Symbolic Objects K-Nearest Neighbour classifier
A short description |
SONN is a prototype system for classification of Symbolic Objects (SOs) by mean of K-NN algorithm.
The problem solved by SONN can be formally stated as follows:
Given
a training set of SOs described by p symbolic variables V1,V2,...,Vp and by a single-value variable C (which represents the class),
test examples SOs described by the same variables,
Classify each test example SO finding the associated class C'.
SOs are aggregated data described by the triple (Y,R,d) where:
Y is the symbolic variables set (Y1,Y2,...,Yp) describing the SO;
d, also called intension, is the symbolic descriptions set (d1,d2,...dp) each of which indicates the value or the set of values that the corresponding variables have;
R is the relations set (R1,R2,...,Rp) each of which indicates, by mean of a comparison operator (=,>,>,...), the link between a variable and its correspondent description.
There are two main kinds of SOs: Boolean and Probabilistic. In this last case, a probability distribution is associated to each description. SONN system works on both SOs type. The classical K-NN algorithm has been extended in order to be applied to a new kind of data. The most important features of the extended version vs. the classical one are: the automated selection of optimal K on the basis of cross-validation, the local distance weighted, the use of non-eucliedean dissimilarity measures between SOs and the output, for each test example, of the list of all classes with an associated probability (a symbolic modal variable) instead of the single class value.
SONN architecture is very simple like its working. It is a wizard application to guide the user in selecting all the parameters needed for the classification.

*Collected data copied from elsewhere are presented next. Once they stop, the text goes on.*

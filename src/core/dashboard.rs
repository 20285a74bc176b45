//! Month dashboards: the home page and the income/expense summary shown above
//! the transaction list.

use super::budget::get_budgets_for_month;
use super::calculator::{
    BudgetLineItem, BudgetTotals, UnallocatedIncome, calculate_budget_distribution,
    calculate_total_income, calculate_total_saved, calculate_total_spent,
    calculate_totals_for_budget_items, calculate_unallocated_income, group_budgets_with_actuals,
};
use super::carry_over::{CarryOverResult, process_month_end_carry_over};
use super::money::cents_to_decimal;
use super::period::{format_month_year, next_month, previous_month, validate_period};
use super::transaction::get_transactions_for_month;
use crate::{
    entities::{TransactionModel, TransactionType},
    errors::Result,
};
use rust_decimal::Decimal;
use sea_orm::DatabaseConnection;
use serde::Serialize;
use std::collections::BTreeMap;
use tracing::debug;

/// Income and expenses of one month.
#[derive(Debug, Clone, PartialEq, Serialize)]
pub struct MonthlyDashboard {
    /// INCOME transactions, newest first
    pub monthly_income: Vec<TransactionModel>,
    /// Every other transaction, newest first
    pub monthly_expenses: Vec<TransactionModel>,
    /// Sum of income
    pub total_income: Decimal,
    /// Sum of expenses
    pub total_expenses: Decimal,
    /// `total_income - total_expenses`
    pub net_income: Decimal,
    /// e.g. "March 2025"
    pub current_month: String,
}

fn sum(transactions: &[TransactionModel]) -> Decimal {
    cents_to_decimal(transactions.iter().map(|t| t.amount_cents).sum())
}

/// Splits a month's transactions into income and expenses and totals them.
pub async fn get_months_dashboard(
    db: &DatabaseConnection,
    user_id: i64,
    year: i32,
    month: u32,
) -> Result<MonthlyDashboard> {
    let (monthly_income, monthly_expenses): (Vec<_>, Vec<_>) =
        get_transactions_for_month(db, user_id, year, month)
            .await?
            .into_iter()
            .partition(|t| t.transaction_type == TransactionType::Income);

    let total_income = sum(&monthly_income);
    let total_expenses = sum(&monthly_expenses);
    Ok(MonthlyDashboard {
        total_income,
        total_expenses,
        net_income: total_income - total_expenses,
        current_month: format_month_year(year, month),
        monthly_income,
        monthly_expenses,
    })
}

/// A month reference used for navigation links.
#[derive(Debug, Clone, Copy, PartialEq, Eq, Serialize)]
pub struct MonthLink {
    /// Year
    pub year: i32,
    /// Month 1-12
    pub month: u32,
}

impl From<(i32, u32)> for MonthLink {
    fn from((year, month): (i32, u32)) -> Self {
        Self { year, month }
    }
}

/// Everything the home page shows for one month.
#[derive(Debug, Clone, PartialEq, Serialize)]
pub struct HomeContext {
    /// Year shown
    pub year: i32,
    /// Month shown
    pub month: u32,
    /// e.g. "March 2025"
    pub month_label: String,
    /// Previous month link
    pub prev: MonthLink,
    /// Next month link
    pub next: MonthLink,
    /// INCOME transactions
    pub total_income: Decimal,
    /// NEED + WANT + DEBTS transactions
    pub total_spent: Decimal,
    /// SAVINGS + INVESTING transactions
    pub total_saved: Decimal,
    /// Budget line items per type label
    pub budget_data: BTreeMap<&'static str, Vec<BudgetLineItem>>,
    /// Column totals per type label
    pub budget_totals: BTreeMap<&'static str, BudgetTotals>,
    /// Income not yet budgeted
    pub unallocated: UnallocatedIncome,
    /// Budgeted amount per outflow type
    pub distribution: BTreeMap<&'static str, Decimal>,
    /// Carry-over run for the month before
    pub carry_over: CarryOverResult,
}

/// Builds the home page. The previous month is closed out first so this
/// month's budgets already hold their carry-over.
pub async fn build_home_context(
    db: &DatabaseConnection,
    user_id: i64,
    year: i32,
    month: u32,
) -> Result<HomeContext> {
    validate_period(year, month)?;
    let (prev_year, prev) = previous_month(year, month);
    let carry_over = process_month_end_carry_over(db, user_id, prev_year, prev).await?;
    debug!(user_id, year, month, processed = carry_over.processed, "Previous month closed out");

    let budgets = get_budgets_for_month(db, user_id, year, month).await?;
    let transactions = get_transactions_for_month(db, user_id, year, month).await?;

    let budget_data = group_budgets_with_actuals(&budgets, &transactions);
    let budget_totals = budget_data
        .iter()
        .map(|(label, items)| (*label, calculate_totals_for_budget_items(items)))
        .collect();

    Ok(HomeContext {
        year,
        month,
        month_label: format_month_year(year, month),
        prev: (prev_year, prev).into(),
        next: next_month(year, month).into(),
        total_income: calculate_total_income(&transactions),
        total_spent: calculate_total_spent(&transactions),
        total_saved: calculate_total_saved(&transactions),
        budget_data,
        budget_totals,
        unallocated: calculate_unallocated_income(&transactions, &budgets),
        distribution: calculate_budget_distribution(&budgets),
        carry_over,
    })
}

#[cfg(test)]
mod tests {
    use super::*;
    use crate::test_utils::{
        create_test_budget, create_test_transaction, create_test_user, date, setup_test_db,
    };
    use rust_decimal_macros::dec;

    #[tokio::test]
    async fn test_months_dashboard_splits_income_and_expenses() -> Result<()> {
        let db = setup_test_db().await?;
        let user = create_test_user(&db, "alice").await?;
        create_test_transaction(
            &db,
            user.id,
            TransactionType::Income,
            "Salary",
            500_000,
            date(2025, 3, 1),
        )
        .await?;
        create_test_transaction(
            &db,
            user.id,
            TransactionType::Need,
            "Rent",
            120_000,
            date(2025, 3, 2),
        )
        .await?;
        create_test_transaction(
            &db,
            user.id,
            TransactionType::Savings,
            "Emergency",
            30_000,
            date(2025, 3, 9),
        )
        .await?;

        let dashboard = get_months_dashboard(&db, user.id, 2025, 3).await?;
        assert_eq!(dashboard.monthly_income.len(), 1);
        assert_eq!(dashboard.monthly_expenses.len(), 2);
        assert_eq!(dashboard.total_income, dec!(5000));
        assert_eq!(dashboard.total_expenses, dec!(1500));
        assert_eq!(dashboard.net_income, dec!(3500));
        assert_eq!(dashboard.current_month, "March 2025");
        Ok(())
    }

    #[tokio::test]
    async fn test_home_context_runs_previous_carry_over() -> Result<()> {
        let db = setup_test_db().await?;
        let user = create_test_user(&db, "alice").await?;
        create_test_budget(
            &db,
            user.id,
            TransactionType::Savings,
            "Emergency",
            100_000,
            2025,
            1,
            true,
        )
        .await?;
        create_test_transaction(
            &db,
            user.id,
            TransactionType::Income,
            "Salary",
            400_000,
            date(2025, 2, 1),
        )
        .await?;
        create_test_transaction(
            &db,
            user.id,
            TransactionType::Savings,
            "Emergency",
            25_000,
            date(2025, 2, 3),
        )
        .await?;

        let home = build_home_context(&db, user.id, 2025, 2).await?;
        assert_eq!(home.carry_over.created, 1);
        assert_eq!(home.prev, MonthLink { year: 2025, month: 1 });
        assert_eq!(home.next, MonthLink { year: 2025, month: 3 });

        let savings = &home.budget_data["Savings"];
        assert_eq!(savings.len(), 1);
        assert_eq!(savings[0].actual, dec!(250));
        assert_eq!(home.budget_totals["Savings"].remaining, dec!(750));
        assert!(home.budget_data["Need"].is_empty());

        assert_eq!(home.total_income, dec!(4000));
        assert_eq!(home.total_saved, dec!(250));
        assert_eq!(home.unallocated.total_allocated, dec!(1000));
        assert_eq!(home.distribution.len(), 1);
        Ok(())
    }
}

At the beginning the user selects the input file containing the SOs, then selects the class, the symbolic variables of interest for the classification, the percentage of training examples the system chooses randomly among the all SOs, the number of folders to find the optimal K and, finally, the dissimilarity measure to evaluate the K nearest neighbours training examples.
Experiment: “Mushroom data set”
The problem is to classify different mushrooms family in two categories: poisonous and not.
There are 2 experiments, with different types of inputs:
Boolean SOs
Input files for SONN
Probabilistic SOs
Input files for SONN
Experiment: “Dermatology data set”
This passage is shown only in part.